_Instructions to follow:_
Beginning with the line that contains "repository 6db55e599ea11b36" in the material below, print each line exactly until the line that contains "pub fn nerc_holidays(year: i32)" has been printed, then stop.
═══ Record set
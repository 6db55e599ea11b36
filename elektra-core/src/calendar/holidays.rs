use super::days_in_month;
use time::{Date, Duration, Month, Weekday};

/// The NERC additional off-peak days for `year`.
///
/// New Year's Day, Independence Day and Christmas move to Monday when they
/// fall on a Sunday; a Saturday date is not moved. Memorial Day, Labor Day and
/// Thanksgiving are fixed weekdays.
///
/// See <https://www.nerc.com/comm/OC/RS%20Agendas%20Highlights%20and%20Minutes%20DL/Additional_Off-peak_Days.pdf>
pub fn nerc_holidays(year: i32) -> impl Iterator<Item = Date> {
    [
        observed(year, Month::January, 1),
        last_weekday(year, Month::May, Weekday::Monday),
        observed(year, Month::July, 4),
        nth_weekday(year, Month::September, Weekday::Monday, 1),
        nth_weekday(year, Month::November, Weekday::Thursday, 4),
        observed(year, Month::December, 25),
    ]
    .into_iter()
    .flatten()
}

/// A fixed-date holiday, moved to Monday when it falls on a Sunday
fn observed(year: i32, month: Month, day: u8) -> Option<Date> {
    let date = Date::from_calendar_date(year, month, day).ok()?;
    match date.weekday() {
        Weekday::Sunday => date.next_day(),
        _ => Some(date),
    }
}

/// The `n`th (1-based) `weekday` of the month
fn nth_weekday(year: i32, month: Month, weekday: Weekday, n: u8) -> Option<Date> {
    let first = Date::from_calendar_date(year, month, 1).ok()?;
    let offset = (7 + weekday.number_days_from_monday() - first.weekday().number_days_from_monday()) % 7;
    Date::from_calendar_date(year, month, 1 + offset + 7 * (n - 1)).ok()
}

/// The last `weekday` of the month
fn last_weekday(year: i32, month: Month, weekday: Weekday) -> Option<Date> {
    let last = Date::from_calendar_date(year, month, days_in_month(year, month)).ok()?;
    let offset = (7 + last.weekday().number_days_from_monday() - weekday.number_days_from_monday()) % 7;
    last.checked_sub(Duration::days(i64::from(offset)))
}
══════
═══ Record set
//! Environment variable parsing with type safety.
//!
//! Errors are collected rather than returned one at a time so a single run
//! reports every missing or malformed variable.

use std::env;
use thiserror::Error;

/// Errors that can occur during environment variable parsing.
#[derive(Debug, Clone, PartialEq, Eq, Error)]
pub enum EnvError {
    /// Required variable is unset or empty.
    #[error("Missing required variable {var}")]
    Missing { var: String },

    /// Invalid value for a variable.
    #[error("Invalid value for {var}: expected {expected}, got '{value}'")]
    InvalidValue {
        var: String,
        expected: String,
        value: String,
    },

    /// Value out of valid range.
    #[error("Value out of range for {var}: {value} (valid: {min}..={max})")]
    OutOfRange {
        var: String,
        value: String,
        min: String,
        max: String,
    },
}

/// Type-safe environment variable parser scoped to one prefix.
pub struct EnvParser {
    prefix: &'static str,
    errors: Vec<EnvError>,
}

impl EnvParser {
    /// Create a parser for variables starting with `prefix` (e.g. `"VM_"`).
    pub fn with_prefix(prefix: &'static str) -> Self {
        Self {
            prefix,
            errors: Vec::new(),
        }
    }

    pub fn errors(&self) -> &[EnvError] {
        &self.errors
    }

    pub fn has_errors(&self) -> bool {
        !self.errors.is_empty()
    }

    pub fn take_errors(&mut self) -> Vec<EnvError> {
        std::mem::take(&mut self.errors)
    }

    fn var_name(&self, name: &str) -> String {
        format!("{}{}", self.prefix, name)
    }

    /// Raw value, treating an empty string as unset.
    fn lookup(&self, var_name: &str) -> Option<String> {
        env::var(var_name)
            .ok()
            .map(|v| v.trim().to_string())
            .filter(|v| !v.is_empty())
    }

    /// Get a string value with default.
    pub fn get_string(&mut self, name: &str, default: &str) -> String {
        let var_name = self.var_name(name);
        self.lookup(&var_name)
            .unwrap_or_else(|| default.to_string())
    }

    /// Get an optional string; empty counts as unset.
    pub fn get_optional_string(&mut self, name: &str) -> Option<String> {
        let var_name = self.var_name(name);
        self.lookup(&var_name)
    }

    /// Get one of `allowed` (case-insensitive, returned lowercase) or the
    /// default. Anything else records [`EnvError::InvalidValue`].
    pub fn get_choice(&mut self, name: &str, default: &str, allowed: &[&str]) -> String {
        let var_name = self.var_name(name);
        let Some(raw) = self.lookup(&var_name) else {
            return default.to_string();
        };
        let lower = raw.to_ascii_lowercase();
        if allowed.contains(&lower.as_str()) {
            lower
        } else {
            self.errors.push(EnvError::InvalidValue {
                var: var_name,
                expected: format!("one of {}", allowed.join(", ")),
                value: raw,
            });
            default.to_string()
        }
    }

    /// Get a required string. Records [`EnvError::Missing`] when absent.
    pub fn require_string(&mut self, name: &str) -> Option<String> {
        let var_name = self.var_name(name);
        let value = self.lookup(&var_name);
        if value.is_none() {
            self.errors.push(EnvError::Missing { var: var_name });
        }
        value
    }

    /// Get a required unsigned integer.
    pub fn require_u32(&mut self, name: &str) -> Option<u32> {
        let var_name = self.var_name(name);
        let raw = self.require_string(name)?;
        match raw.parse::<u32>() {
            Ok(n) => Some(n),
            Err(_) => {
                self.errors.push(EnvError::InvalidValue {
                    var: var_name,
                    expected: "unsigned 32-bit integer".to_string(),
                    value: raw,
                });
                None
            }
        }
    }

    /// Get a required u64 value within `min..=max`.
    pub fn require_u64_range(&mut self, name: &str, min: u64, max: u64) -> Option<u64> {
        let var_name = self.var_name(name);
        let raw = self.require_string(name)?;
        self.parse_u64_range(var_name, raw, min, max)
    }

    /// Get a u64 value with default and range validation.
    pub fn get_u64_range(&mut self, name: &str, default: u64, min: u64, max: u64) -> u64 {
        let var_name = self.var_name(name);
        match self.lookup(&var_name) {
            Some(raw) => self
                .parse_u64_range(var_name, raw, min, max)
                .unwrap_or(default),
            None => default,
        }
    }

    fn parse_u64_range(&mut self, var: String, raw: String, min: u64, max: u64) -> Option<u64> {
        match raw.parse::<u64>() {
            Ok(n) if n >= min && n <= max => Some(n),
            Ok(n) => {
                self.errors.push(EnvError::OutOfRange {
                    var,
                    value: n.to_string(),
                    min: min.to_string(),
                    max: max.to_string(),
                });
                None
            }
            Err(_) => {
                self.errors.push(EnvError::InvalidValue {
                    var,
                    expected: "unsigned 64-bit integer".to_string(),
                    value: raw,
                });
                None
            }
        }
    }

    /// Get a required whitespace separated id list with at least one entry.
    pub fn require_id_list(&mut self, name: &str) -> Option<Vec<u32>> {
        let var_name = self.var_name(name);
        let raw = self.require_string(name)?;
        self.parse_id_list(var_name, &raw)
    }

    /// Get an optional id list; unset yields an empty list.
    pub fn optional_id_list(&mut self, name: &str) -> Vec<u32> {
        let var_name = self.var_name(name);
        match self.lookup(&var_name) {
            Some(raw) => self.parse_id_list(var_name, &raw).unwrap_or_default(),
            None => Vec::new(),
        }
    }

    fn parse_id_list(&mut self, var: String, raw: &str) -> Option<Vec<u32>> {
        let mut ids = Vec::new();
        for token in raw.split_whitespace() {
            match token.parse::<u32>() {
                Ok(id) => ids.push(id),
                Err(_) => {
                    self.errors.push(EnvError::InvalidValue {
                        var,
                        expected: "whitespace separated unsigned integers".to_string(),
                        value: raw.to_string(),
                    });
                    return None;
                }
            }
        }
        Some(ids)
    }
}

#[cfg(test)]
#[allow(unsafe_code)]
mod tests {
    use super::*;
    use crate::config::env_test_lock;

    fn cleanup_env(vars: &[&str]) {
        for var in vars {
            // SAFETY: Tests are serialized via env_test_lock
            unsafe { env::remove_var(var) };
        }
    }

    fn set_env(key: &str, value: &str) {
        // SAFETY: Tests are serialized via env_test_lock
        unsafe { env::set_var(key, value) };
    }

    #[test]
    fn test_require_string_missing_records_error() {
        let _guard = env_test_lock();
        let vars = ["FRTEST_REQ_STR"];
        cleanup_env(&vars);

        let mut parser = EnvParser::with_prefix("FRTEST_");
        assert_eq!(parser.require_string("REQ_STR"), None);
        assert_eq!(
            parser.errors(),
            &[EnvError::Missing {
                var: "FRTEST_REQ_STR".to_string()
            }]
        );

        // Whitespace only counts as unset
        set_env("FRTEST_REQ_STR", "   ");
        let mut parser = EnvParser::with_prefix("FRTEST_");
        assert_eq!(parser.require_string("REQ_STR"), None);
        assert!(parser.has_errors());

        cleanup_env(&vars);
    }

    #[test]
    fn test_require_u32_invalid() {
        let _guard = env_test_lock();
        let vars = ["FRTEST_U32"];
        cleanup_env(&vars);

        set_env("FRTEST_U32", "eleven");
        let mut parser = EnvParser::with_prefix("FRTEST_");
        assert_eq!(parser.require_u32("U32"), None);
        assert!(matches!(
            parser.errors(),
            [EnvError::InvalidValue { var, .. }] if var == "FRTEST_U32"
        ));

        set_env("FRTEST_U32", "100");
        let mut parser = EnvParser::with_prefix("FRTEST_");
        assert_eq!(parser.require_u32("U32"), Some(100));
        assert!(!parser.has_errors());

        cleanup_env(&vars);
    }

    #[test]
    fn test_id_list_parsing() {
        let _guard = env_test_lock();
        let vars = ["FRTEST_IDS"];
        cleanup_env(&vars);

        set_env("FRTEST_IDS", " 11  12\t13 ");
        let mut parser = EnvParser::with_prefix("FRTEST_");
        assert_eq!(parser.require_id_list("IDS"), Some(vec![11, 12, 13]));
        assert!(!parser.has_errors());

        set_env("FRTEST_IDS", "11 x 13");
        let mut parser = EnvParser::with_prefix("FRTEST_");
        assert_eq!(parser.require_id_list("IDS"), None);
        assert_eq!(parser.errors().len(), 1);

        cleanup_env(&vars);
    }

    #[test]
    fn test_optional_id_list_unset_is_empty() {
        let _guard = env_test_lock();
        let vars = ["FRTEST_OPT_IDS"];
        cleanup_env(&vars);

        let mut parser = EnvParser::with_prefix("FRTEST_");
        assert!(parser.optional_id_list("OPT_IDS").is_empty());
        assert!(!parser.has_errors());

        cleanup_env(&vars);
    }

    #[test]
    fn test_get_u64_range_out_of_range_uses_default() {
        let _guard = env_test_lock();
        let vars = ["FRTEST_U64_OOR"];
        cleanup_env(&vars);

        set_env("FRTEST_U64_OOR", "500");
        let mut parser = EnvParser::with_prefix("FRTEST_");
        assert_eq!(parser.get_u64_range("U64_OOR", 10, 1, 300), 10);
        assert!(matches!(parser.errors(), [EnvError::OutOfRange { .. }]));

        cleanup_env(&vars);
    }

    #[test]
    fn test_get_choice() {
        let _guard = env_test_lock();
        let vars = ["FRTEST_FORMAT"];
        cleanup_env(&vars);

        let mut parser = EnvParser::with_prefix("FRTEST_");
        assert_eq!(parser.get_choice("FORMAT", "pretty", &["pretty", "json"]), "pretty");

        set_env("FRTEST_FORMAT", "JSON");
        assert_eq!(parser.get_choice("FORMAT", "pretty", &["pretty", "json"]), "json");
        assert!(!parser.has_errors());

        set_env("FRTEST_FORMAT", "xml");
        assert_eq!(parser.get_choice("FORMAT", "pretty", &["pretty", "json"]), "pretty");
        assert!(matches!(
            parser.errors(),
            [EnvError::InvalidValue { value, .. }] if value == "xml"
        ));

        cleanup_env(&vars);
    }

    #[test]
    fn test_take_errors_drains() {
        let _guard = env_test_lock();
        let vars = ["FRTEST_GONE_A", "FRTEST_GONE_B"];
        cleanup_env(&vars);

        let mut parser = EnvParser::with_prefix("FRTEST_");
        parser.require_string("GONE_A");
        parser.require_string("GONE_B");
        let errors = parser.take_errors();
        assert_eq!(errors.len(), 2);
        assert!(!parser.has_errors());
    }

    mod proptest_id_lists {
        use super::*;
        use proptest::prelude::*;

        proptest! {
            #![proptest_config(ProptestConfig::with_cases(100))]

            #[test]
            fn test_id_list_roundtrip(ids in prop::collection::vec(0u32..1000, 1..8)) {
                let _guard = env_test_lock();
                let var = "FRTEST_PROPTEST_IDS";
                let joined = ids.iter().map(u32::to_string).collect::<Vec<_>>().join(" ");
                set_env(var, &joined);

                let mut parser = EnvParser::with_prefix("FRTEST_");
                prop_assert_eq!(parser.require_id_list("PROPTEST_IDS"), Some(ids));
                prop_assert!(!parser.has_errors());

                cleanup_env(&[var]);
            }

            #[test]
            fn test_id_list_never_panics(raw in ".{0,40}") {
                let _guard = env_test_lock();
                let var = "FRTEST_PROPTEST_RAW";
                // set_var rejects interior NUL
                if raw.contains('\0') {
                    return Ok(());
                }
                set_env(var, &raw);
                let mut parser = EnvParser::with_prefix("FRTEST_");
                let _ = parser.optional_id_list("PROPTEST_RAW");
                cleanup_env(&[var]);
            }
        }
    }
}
══════
_Output for this exercise:_
repository 6db55e599ea11b36
filename elektra-core/src/calendar/holidays.rs
use super::days_in_month;
use time::{Date, Duration, Month, Weekday};

/// The NERC additional off-peak days for `year`.
///
/// New Year's Day, Independence Day and Christmas move to Monday when they
/// fall on a Sunday; a Saturday date is not moved. Memorial Day, Labor Day and
/// Thanksgiving are fixed weekdays.
///
/// See <https://www.nerc.com/comm/OC/RS%20Agendas%20Highlights%20and%20Minutes%20DL/Additional_Off-peak_Days.pdf>
pub fn nerc_holidays(year: i32) -> impl Iterator<Item = Date> {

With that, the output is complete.